# EXERCISE DIRECTIONS:
The complete data, repeated exactly, should form your response.

# DATA FOR ANALYSIS:
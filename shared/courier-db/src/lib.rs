//! Postgres-backed storage for the courier backend
//!
//! Wraps `tokio-postgres`/`deadpool-postgres` with a pooled client and
//! the `ToSql`/`FromSql` glue the identifier codec types in
//! `courier-core` need to round-trip through the database.

mod error;
mod pool;
mod types;

pub use error::{DbError, Result};
pub use pool::{PgPool, PoolConfig, PoolStats};
pub use types::get_required;

/// Re-export tokio-postgres types callers need without taking the
/// dependency directly.
pub use tokio_postgres::{types::ToSql, Row, Statement};
use crate::config::types::CrawlConfig;
use crate::{ConfigError, ConfigResult};

/// Validates a crawl configuration
///
/// Every numeric knob that the crawl loop divides by, spawns from, or
/// retries against must be positive; a zero here would hang or no-op the
/// run rather than fail it.
pub fn validate(config: &CrawlConfig) -> ConfigResult<()> {
    if config.pool.workers == 0 {
        return Err(ConfigError::Validation(
            "pool.workers must be at least 1".to_string(),
        ));
    }

    if config.limits.max_attempts == 0 {
        return Err(ConfigError::Validation(
            "limits.max-attempts must be at least 1".to_string(),
        ));
    }

    if config.limits.max_pages == 0 {
        return Err(ConfigError::Validation(
            "limits.max-pages must be at least 1".to_string(),
        ));
    }

    if config.http.timeout_secs == 0 {
        return Err(ConfigError::Validation(
            "http.timeout-secs must be at least 1".to_string(),
        ));
    }

    if config.http.connect_timeout_secs == 0 {
        return Err(ConfigError::Validation(
            "http.connect-timeout-secs must be at least 1".to_string(),
        ));
    }

    if config.http.user_agent.trim().is_empty() {
        return Err(ConfigError::Validation(
            "http.user-agent must not be empty".to_string(),
        ));
    }

    Ok(())
}

#[cfg(test)]
mod tests {
    use super::*;

    #[test]
    fn test_default_config_is_valid() {
        let config = CrawlConfig::default();
        assert!(validate(&config).is_ok());
    }

    #[test]
    fn test_zero_workers_rejected() {
        let mut config = CrawlConfig::default();
        config.pool.workers = 0;
        assert!(matches!(
            validate(&config),
            Err(ConfigError::Validation(_))
        ));
    }

    #[test]
    fn test_zero_attempts_rejected() {
        let mut config = CrawlConfig::default();
        config.limits.max_attempts = 0;
        assert!(validate(&config).is_err());
    }

    #[test]
    fn test_zero_max_pages_rejected() {
        let mut config = CrawlConfig::default();
        config.limits.max_pages = 0;
        assert!(validate(&config).is_err());
    }

    #[test]
    fn test_zero_timeout_rejected() {
        let mut config = CrawlConfig::default();
        config.http.timeout_secs = 0;
        assert!(validate(&config).is_err());
    }

    #[test]
    fn test_blank_user_agent_rejected() {
        let mut config = CrawlConfig::default();
        config.http.user_agent = "   ".to_string();
        assert!(validate(&config).is_err());
    }

    #[test]
    fn test_max_depth_zero_is_valid() {
        // Depth 0 means "fetch only the seed" and is a supported run
        let mut config = CrawlConfig::default();
        config.limits.max_depth = 0;
        assert!(validate(&config).is_ok());
    }
}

# RESPONSE TO THE TASK:
filename shared/courier-db/src/lib.rs
//! Postgres-backed storage for the courier backend
//!
//! Wraps `tokio-postgres`/`deadpool-postgres` with a pooled client and
//! the `ToSql`/`FromSql` glue the identifier codec types in
//! `courier-core` need to round-trip through the database.

mod error;
mod pool;
mod types;

pub use error::{DbError, Result};
pub use pool::{PgPool, PoolConfig, PoolStats};
pub use types::get_required;

/// Re-export tokio-postgres types callers need without taking the
/// dependency directly.
pub use tokio_postgres::{types::ToSql, Row, Statement};
use crate::config::types::CrawlConfig;
use crate::{ConfigError, ConfigResult};

/// Validates a crawl configuration
///
/// Every numeric knob that the crawl loop divides by, spawns from, or
/// retries against must be positive; a zero here would hang or no-op the
/// run rather than fail it.
pub fn validate(config: &CrawlConfig) -> ConfigResult<()> {
    if config.pool.workers == 0 {
        return Err(ConfigError::Validation(
            "pool.workers must be at least 1".to_string(),
        ));
    }

    if config.limits.max_attempts == 0 {
        return Err(ConfigError::Validation(
            "limits.max-attempts must be at least 1".to_string(),
        ));
    }

    if config.limits.max_pages == 0 {
        return Err(ConfigError::Validation(
            "limits.max-pages must be at least 1".to_string(),
        ));
    }

    if config.http.timeout_secs == 0 {
        return Err(ConfigError::Validation(
            "http.timeout-secs must be at least 1".to_string(),
        ));
    }

    if config.http.connect_timeout_secs == 0 {
        return Err(ConfigError::Validation(
            "http.connect-timeout-secs must be at least 1".to_string(),
        ));
    }

    if config.http.user_agent.trim().is_empty() {
        return Err(ConfigError::Validation(
            "http.user-agent must not be empty".to_string(),
        ));
    }

    Ok(())
}

#[cfg(test)]
mod tests {
    use super::*;

    #[test]
    fn test_default_config_is_valid() {
        let config = CrawlConfig::default();
        assert!(validate(&config).is_ok());
    }

    #[test]
    fn test_zero_workers_rejected() {
        let mut config = CrawlConfig::default();
        config.pool.workers = 0;
        assert!(matches!(
            validate(&config),
            Err(ConfigError::Validation(_))
        ));
    }

    #[test]
    fn test_zero_attempts_rejected() {
        let mut config = CrawlConfig::default();
        config.limits.max_attempts = 0;
        assert!(validate(&config).is_err());
    }

    #[test]
    fn test_zero_max_pages_rejected() {
        let mut config = CrawlConfig::default();
        config.limits.max_pages = 0;
        assert!(validate(&config).is_err());
    }

    #[test]
    fn test_zero_timeout_rejected() {
        let mut config = CrawlConfig::default();
        config.http.timeout_secs = 0;
        assert!(validate(&config).is_err());
    }

    #[test]
    fn test_blank_user_agent_rejected() {
        let mut config = CrawlConfig::default();
        config.http.user_agent = "   ".to_string();
        assert!(validate(&config).is_err());
    }

    #[test]
    fn test_max_depth_zero_is_valid() {
        // Depth 0 means "fetch only the seed" and is a supported run
        let mut config = CrawlConfig::default();
        config.limits.max_depth = 0;
        assert!(validate(&config).is_ok());
    }
}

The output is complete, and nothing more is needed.